Durante a guerra, mesmo fora da Alemanha continuou a receber seu salário até 1942, quando a Mercedes cedeu à pressão nazista e suspendeu.

Resultados.

Venceu mais de 100 corridas e 28 GPs. Versátil, também venceu 3 vezes consecutivas o campeonato europeu de Subida de Montanha (1930~32). O recorde de seis vitórias no GP da Alemanha permanece com ele até hoje. A curva Karussel de Nurburgring passou a ser chamada de Caracciola Karussel.

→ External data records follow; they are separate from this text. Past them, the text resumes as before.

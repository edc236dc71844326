// SPDX-License-Identifier: MIT
// © 2025–2026 Christopher Liu

//! Two-byte angle code used on the positioning link.
//!
//! An angle in `0..=509` travels as a `(hi, lo)` byte pair. Angles up to 254
//! ride directly in the high byte with a zero low byte. Larger angles set the
//! high byte to the overflow marker (254) and carry the remainder in the low
//! byte, so 509 is the largest encodable value.

/// Logical angle unit carried on the link.
pub type Angle = u16;

/// Largest angle the two-byte code can carry (254 + 255).
pub const ANGLE_MAX: Angle = 509;

/// High byte value marking the overflow form.
const MARK: u8 = 254;

/// Wire form of one angle.
///
/// A high byte of exactly 254 always decodes as the overflow form, so the
/// direct form never carries 254-with-remainder ambiguity: encoding puts 254
/// itself in `Direct(254)`, which round-trips through `Overflow(0)`.
#[derive(Debug, Clone, Copy, PartialEq)]
pub enum AngleCode {
    /// Angle below the marker, sent as-is in the high byte.
    Direct(u8),
    /// Marker in the high byte; the low byte carries the amount past 254.
    Overflow(u8),
}

impl AngleCode {
    /// Code for an angle, clamping anything past [`ANGLE_MAX`].
    pub fn from_angle(angle: Angle) -> Self {
        let angle = angle.min(ANGLE_MAX);
        if angle > MARK as Angle {
            AngleCode::Overflow((angle - MARK as Angle) as u8)
        } else {
            AngleCode::Direct(angle as u8)
        }
    }

    /// Code carried by a received `(hi, lo)` pair.
    ///
    /// Total: a high byte of 255 (which the encoder never produces) decodes
    /// as `Direct(255)`, and a stray low byte under a non-marker high byte
    /// is ignored. Range policy is left to the actuator.
    pub fn from_bytes(hi: u8, lo: u8) -> Self {
        if hi == MARK {
            AngleCode::Overflow(lo)
        } else {
            AngleCode::Direct(hi)
        }
    }

    /// The angle this code stands for.
    pub fn angle(self) -> Angle {
        match self {
            AngleCode::Direct(hi) => hi as Angle,
            AngleCode::Overflow(lo) => MARK as Angle + lo as Angle,
        }
    }

    /// The `(hi, lo)` pair this code puts on the wire.
    pub fn to_bytes(self) -> [u8; 2] {
        match self {
            AngleCode::Direct(hi) => [hi, 0],
            AngleCode::Overflow(lo) => [MARK, lo],
        }
    }
}

/// Encode an angle into its wire pair, clamping past [`ANGLE_MAX`].
#[inline]
pub fn encode_angle(angle: Angle) -> [u8; 2] {
    AngleCode::from_angle(angle).to_bytes()
}

/// Decode a received wire pair into an angle.
#[inline]
pub fn decode_angle(hi: u8, lo: u8) -> Angle {
    AngleCode::from_bytes(hi, lo).angle()
}

#[cfg(test)]
mod tests {
    use super::*;

    #[test]
    fn round_trips_every_encodable_angle() {
        for angle in 0..=ANGLE_MAX {
            let [hi, lo] = encode_angle(angle);
            assert_eq!(decode_angle(hi, lo), angle, "angle {}", angle);
        }
    }

    #[test]
    fn low_angles_ride_in_the_high_byte() {
        assert_eq!(encode_angle(0), [0, 0]);
        assert_eq!(encode_angle(50), [50, 0]);
        assert_eq!(encode_angle(254), [254, 0]);
    }

    #[test]
    fn high_angles_use_the_overflow_marker() {
        assert_eq!(encode_angle(255), [254, 1]);
        assert_eq!(encode_angle(259), [254, 5]);
        assert_eq!(encode_angle(509), [254, 255]);
    }

    #[test]
    fn encode_clamps_past_the_top() {
        assert_eq!(encode_angle(510), [254, 255]);
        assert_eq!(encode_angle(u16::MAX), [254, 255]);
    }

    #[test]
    fn decode_accepts_malformed_pairs() {
        // A high byte the encoder never produces still decodes.
        assert_eq!(decode_angle(255, 7), 255);
        // A stray low byte under a direct high byte is ignored.
        assert_eq!(decode_angle(50, 9), 50);
    }

    #[test]
    fn marker_high_byte_always_means_overflow() {
        assert_eq!(AngleCode::from_angle(254), AngleCode::Direct(254));
        assert_eq!(AngleCode::from_bytes(254, 0), AngleCode::Overflow(0));
        assert_eq!(AngleCode::from_bytes(254, 0).angle(), 254);
    }
}
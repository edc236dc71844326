//! 50 Hz servo PWM on TIM3 using direct PAC register access.
//!
//! Configures the timer for edge-aligned PWM with a 1 µs tick (20 ms frame,
//! so duty counts are microseconds) and hands out per-channel duty handles.
//! Assumes the reset clock tree: 16 MHz HSI with the APB1 prescaler at 1.

use embedded_hal::PwmPin;
use stm32f7xx_hal::pac;

/// Prescaler for a 1 µs tick: 16 MHz / (15 + 1).
const PSC_1US_TICK: u32 = 15;

/// Auto-reload for a 20 ms frame at the 1 µs tick.
const ARR_20MS: u32 = 19_999;

/// CCMR1: PWM mode 1 with preload enable on CH1 and CH2.
const CCMR1_PWM1_BOTH: u32 = 0x6868;

/// TIM3 configured as a two-channel servo PWM source.
pub struct ServoPwm {
    tim: pac::TIM3,
}

impl ServoPwm {
    /// Configure TIM3 for 50 Hz edge-aligned PWM on CH1/CH2.
    ///
    /// The matching pins (PA6/PA7, AF2) are set up by `BoardPins`.
    pub fn tim3(tim3: pac::TIM3) -> Self {
        let rcc = unsafe { &*pac::RCC::ptr() };
        rcc.apb1enr.modify(|_, w| w.tim3en().set_bit());

        let tim = tim3;

        // Disable counter while configuring
        tim.cr1.modify(|_, w| w.cen().clear_bit());

        // 1 µs tick, 20 ms frame
        tim.psc.write(|w| unsafe { w.bits(PSC_1US_TICK) });
        tim.arr.write(|w| unsafe { w.bits(ARR_20MS) });

        // CH1/CH2 as PWM mode 1 outputs with duty preload
        tim.ccmr1_output().write(|w| unsafe { w.bits(CCMR1_PWM1_BOTH) });

        // Enable both outputs, active high
        tim.ccer.modify(|_, w| w.cc1e().set_bit().cc2e().set_bit());

        // No pulse until a channel gets its first duty
        tim.ccr1().write(|w| unsafe { w.bits(0) });
        tim.ccr2().write(|w| unsafe { w.bits(0) });

        // Latch prescaler and auto-reload, then run with ARR preload
        tim.egr.write(|w| w.ug().set_bit());
        tim.cr1.modify(|_, w| w.arpe().set_bit().cen().set_bit());

        Self { tim }
    }

    /// Hand out the two channel handles.
    pub fn split(self) -> (PwmChannel<1>, PwmChannel<2>) {
        (PwmChannel::<1>, PwmChannel::<2>)
    }

    /// Consume the wrapper and return the underlying timer peripheral.
    #[inline]
    pub fn free(self) -> pac::TIM3 {
        self.tim
    }
}

/// Duty handle for one TIM3 output channel.
///
/// Each handle only touches its own compare register and enable bit, so the
/// two channels can live in different owners.
pub struct PwmChannel<const CH: u8>;

impl<const CH: u8> PwmChannel<CH> {
    #[inline]
    fn tim() -> &'static pac::tim3::RegisterBlock {
        unsafe { &*pac::TIM3::ptr() }
    }
}

impl<const CH: u8> PwmPin for PwmChannel<CH> {
    type Duty = u16;

    fn disable(&mut self) {
        let tim = Self::tim();
        match CH {
            1 => tim.ccer.modify(|_, w| w.cc1e().clear_bit()),
            _ => tim.ccer.modify(|_, w| w.cc2e().clear_bit()),
        }
    }

    fn enable(&mut self) {
        let tim = Self::tim();
        match CH {
            1 => tim.ccer.modify(|_, w| w.cc1e().set_bit()),
            _ => tim.ccer.modify(|_, w| w.cc2e().set_bit()),
        }
    }

    fn get_duty(&self) -> u16 {
        let tim = Self::tim();
        let ccr = match CH {
            1 => tim.ccr1().read().bits(),
            _ => tim.ccr2().read().bits(),
        };
        ccr as u16
    }

    /// One more than the auto-reload: 20 000 counts, one per µs.
    fn get_max_duty(&self) -> u16 {
        (Self::tim().arr.read().bits() as u16).wrapping_add(1)
    }

    fn set_duty(&mut self, duty: u16) {
        let tim = Self::tim();
        match CH {
            1 => tim.ccr1().write(|w| unsafe { w.bits(u32::from(duty)) }),
            _ => tim.ccr2().write(|w| unsafe { w.bits(u32::from(duty)) }),
        }
    }
}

O lendário Alfred Neubauer, seguramente um dos maiores chefe de equipe de todos os tempos na categoria máxima do automobilismo, que o conheceu melhor que qualquer outro chefe, disse o seguinte a seu respeito: “… entre todos os pilotos que conheci, Nuvolari, Rosemeyer, Lang, Moss ou Fangio, Caracciola foi o maior de todos.

Carlos Chiesa
Carlos Chiesa
Publicitário, criou campanhas para VW, Ford e Fiat. Ganhou inúmeros prêmios nessa atividade, inclusive 2 Grand Prix. Acompanha F1 desde os primeiros sucessos do Emerson Fittipaldi.

6 Comments

  1. Carlos Chiesa disse:

    Pessoal, me desculpem a ausencia, estive viajando e não pude acessar. Agradeço imensamente os generosos elogios. Rubergil, obrigado pelos complementos, completamente adequados. Annibal, entendo que você concorda comigo, que qualquer exame sobre o tema “os melhores pilotos de todos os tempos”, no plural ou no singular, não pode deixar de estudar Caratsch e seus contemporâneos.

  2. Annibal Magalhães disse:

    Parabéns por nos continuar a brindar com essas colunas da “Década de Ouro.”
    Apesar das mudanças ocasionadas pela Segunda Guerra, considero a divisão dos GPs no antes e depois é nutrida mais pela F-1 do que pelos acontecimentos bélicos.
    A F-1 se alicerçou no legado construído até aquele momento, como equipes, circuitos, autódromos lendários (Ferrari, Alfa, Mercedes, Nurburgring, Spa, Monza, Mônaco . . .)
    Não sabemos até quando irá durar a categoria máxima, mas as corridas de Grande Prêmio continuarão a existir sem ela. E no final, isso é o que vale.

  3. Rubergil Jr. disse:

    Chiesa, seu texto está impecável e maravilhoso, mas permita-me 2 complementos. São textos aqui do GPTotal, um do Ico sobre Rudi (apenas completa a passagem deste em Indy) e um outro seu mesmo, sobre Bernd Rosemeyer:

    http://gptotal.com.br/2005/Colunas/LuisFernando/20070620.html
    http://gptotal.com.br/2005/Convidados/Chiesa/20090325.html

    Abraço!

    Rubergil Jr

  4. Mauro Santana disse:

    Show Chiesa, Parabéns, fechou de maneira magnífica!!!

    Concordo com o amigo Fernando, Caricciola foi o maior de todos!

    E que tempos eram aqueles, uma espécie de era medieval do automobilismo.

    Abraço!

    Mauro Santana
    Curitiba-PR

  5. Fernando Marques disse:

    Chiesa,

    simplesmente sublime “O melhor de todos os tempos”.
    Rudi Caracciola foi o maior de todos.
    Com toda certeza

    Fernando Marques
    Niterói RJ

  6. Rubergil Jr. disse:

    Belíssima história! Uma homenagem digna da história deste homem.

    Caracciola é uma lenda e um dos monstros desta época. Tanto pela habilidade como pela coragem.